== Segment start ==

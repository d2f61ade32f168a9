//! # strata
//!
//! A dependency-injection composition engine: registration records in,
//! a layered container configuration out.
//!
//! ## Features
//!
//! - **Conditions**: records gated by active tags
//! - **Decorators and composites**: ordered layers folded onto base registrations
//! - **Open generics**: expanded against constraint-satisfying arguments
//! - **Dispatch composites**: per-argument-type handler tables
//!
//! ## Example
//!
//! ```ignore
//! use strata::infrastructure::{Composer, InMemoryTypeCatalog, ServiceCollection};
//!
//! let composer = Composer::default();
//! let mut services = ServiceCollection::new();
//! let composition = composer.compose(&catalog, &records, &mut services)?;
//! let provider = services.build_provider(activators);
//! ```
//!
//! ## Architecture
//!
//! - `domain` - type model, records, graph, ports and the error type
//! - `application` - the composition engine
//! - `infrastructure` - config, logging, manifests, in-memory container
//! - `report` - printable graph summaries

/// Domain layer - type model, records and ports
///
/// Re-exports from the domain crate for convenience
pub mod domain {
    pub use strata_domain::*;
}

/// Application layer - the composition engine
///
/// Re-exports from the application crate for convenience
pub mod application {
    pub use strata_application::*;
}

/// Infrastructure layer - config, container and bootstrap
///
/// Re-exports from the infrastructure crate for convenience
pub mod infrastructure {
    pub use strata_infrastructure::*;
}

pub mod report;

// Re-export commonly used domain types at the crate root
pub use domain::*;

// Re-export the main entry points at the crate root
pub use application::{Composition, CompositionService};
pub use infrastructure::{Composer, ServiceCollection, ServiceProvider};
pub use report::GraphReport;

== Segment end ==

• PROMPT:
Scan the entries above and copy each line where "root" occurs.

• RESULT:
// Re-export commonly used domain types at the crate root
// Re-export the main entry points at the crate root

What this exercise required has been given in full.